U.S. Magistrate Judge John Docherty last week allowed the state to amend its original lawsuit, first filed in 2022, to include the new charge after the Minnesota Supreme Court clarified the scope of Ellison’s investigation and enforcement authority in a ruling in an unrelated case.
In a memo to the court, Assistant Attorney General Eric Maloney wrote that Fleet Farm violated the Minnesota Gun Control Act “by transferring firearms to straw purchasers Fleet Farm knew or had reason to know were buying firearms for others, because each of the straw buyers falsely represented that they were the actual buyer in connection with each individual sale.”
Minnesota is now seeking civil penalties for each violation of the gun control act and the state’s public nuisance statute. Penalties can range as high as $25,000 per violation.
Attorneys for Fleet Farm opposed the change and unsuccessfully argued that Ellison is not empowered to civilly enforce a criminal penalty that is unrelated to consumer protection.

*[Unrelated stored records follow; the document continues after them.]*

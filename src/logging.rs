use crate::utils::truncate_str;
use crate::{LinkPreviewData, PreviewError};
use std::fmt::Display;
use std::path::PathBuf;
use tracing::{debug, error, info};
use tracing_appender::rolling::{RollingFileAppender, Rotation};
use tracing_subscriber::{
    fmt as subscriber_fmt, layer::SubscriberExt, util::SubscriberInitExt, EnvFilter, Layer,
};

#[derive(Debug)]
pub struct LogConfig {
    pub log_dir: PathBuf,
    pub log_level: String,
    pub console_output: bool,
    pub file_output: bool,
}

impl Default for LogConfig {
    fn default() -> Self {
        Self {
            log_dir: "logs".into(),
            log_level: "info".into(),
            console_output: true,
            file_output: false,
        }
    }
}

fn wrap_text(text: &str, width: usize) -> String {
    let mut wrapped = String::new();
    let mut line_length = 0;

    for word in text.split_whitespace() {
        if line_length + word.len() + 1 > width {
            wrapped.push('\n');
            wrapped.push_str("  ");
            wrapped.push_str(word);
            line_length = word.len() + 2;
        } else {
            if line_length > 0 {
                wrapped.push(' ');
                line_length += 1;
            }
            wrapped.push_str(word);
            line_length += word.len();
        }
    }
    wrapped
}

pub fn log_preview_card(preview: &LinkPreviewData) {
    const CARD_WIDTH: usize = 80;
    const CONTENT_WIDTH: usize = CARD_WIDTH - 2;

    let images = preview.displayed_images().join(" ");
    let horizontal_line = "═".repeat(CARD_WIDTH - 2);

    info!(
        "\n╔{}╗\n\
         URL: {}\n\
         Author: {}\n\
         Date: {}\n\
         Title: {}\n\
         Images: {}\n\
         ╚{}╝",
        horizontal_line,
        wrap_text(&preview.url, CONTENT_WIDTH - 5),
        truncate_str(&preview.author, CONTENT_WIDTH - 8),
        preview.date.as_deref().unwrap_or("N/A"),
        wrap_text(&preview.title, CONTENT_WIDTH - 7),
        if images.is_empty() { "N/A".to_string() } else { wrap_text(&images, CONTENT_WIDTH - 8) },
        horizontal_line,
    );
}

pub fn log_error_card<E: Display + std::error::Error>(url: &str, error: &E) {
    const CARD_WIDTH: usize = 70;
    const CONTENT_WIDTH: usize = CARD_WIDTH - 10;

    let top_bottom = "═".repeat(CARD_WIDTH - 2);
    let middle = "─".repeat(CARD_WIDTH - 2);

    let mut error_details = error.to_string();
    if let Some(source) = error.source() {
        error_details = format!("{error_details} (cause: {source})");
    }

    error!(
        "\n╔═{}═╗\n\
         ║ URL:   {:<width$} ║\n\
         ║{}║\n\
         ║ Error: {:<width$} ║\n\
         ╚═{}═╝",
        top_bottom,
        truncate_str(url, CONTENT_WIDTH),
        middle,
        truncate_str(&error_details, CONTENT_WIDTH),
        top_bottom,
        width = CONTENT_WIDTH
    );
}

pub fn setup_logging(config: LogConfig) -> Result<(), PreviewError> {
    let env_filter =
        EnvFilter::try_from_default_env().unwrap_or_else(|_| EnvFilter::new(&config.log_level));

    let mut layers = Vec::new();

    if config.console_output {
        let console_layer = subscriber_fmt::layer()
            .with_target(true)
            .with_line_number(true)
            .with_file(true)
            .pretty();
        layers.push(console_layer.boxed());
    }

    if config.file_output {
        std::fs::create_dir_all(&config.log_dir).map_err(|e| {
            PreviewError::InvalidConfiguration(format!(
                "failed to create log directory {}: {e}",
                config.log_dir.display()
            ))
        })?;

        let file_appender =
            RollingFileAppender::new(Rotation::DAILY, &config.log_dir, "trade-safety-preview.log");

        let file_layer = subscriber_fmt::layer()
            .with_ansi(false)
            .with_target(true)
            .with_line_number(true)
            .with_file(true)
            .with_writer(file_appender);

        layers.push(file_layer.boxed());
    }

    tracing_subscriber::registry()
        .with(env_filter)
        .with(layers)
        .try_init()
        .map_err(|e| PreviewError::InvalidConfiguration(format!("logging already set up: {e}")))?;

    debug!("Logging system initialized with config: {:?}", config);
    Ok(())
}

/// Scoped subscriber at a fixed level, restored when the guard drops.
pub struct LogLevelGuard {
    _guard: tracing::dispatcher::DefaultGuard,
}

impl LogLevelGuard {
    pub fn set_level(level: &str) -> Self {
        let filter = EnvFilter::new(level);
        let subscriber = tracing_subscriber::registry()
            .with(subscriber_fmt::layer())
            .with(filter);

        LogLevelGuard {
            _guard: tracing::subscriber::set_default(subscriber),
        }
    }
}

In an unrelated case in December, the state Supreme Court clarified that the attorney general can enforce a broad scope of laws concerning “unfair, discriminatory, and other unlawful practices in business, commerce, or trade.” Maloney argued that the state’s gun control act “regulates the relationship and duties among businesses, their customers and the general public, so as to fall under the umbrella of laws” that Ellison’s office can enforce.
“That is precisely what is alleged here by the state: That Fleet Farm had an affirmative obligation to detect and prevent straw purchasers that Fleet Farm violated when it sold at least 37 guns in a 16-month span to persons Fleet Farm knew or should have known were straw purchasers,” Maloney wrote.
The new allegations join existing claims that Fleet Farm acted negligently.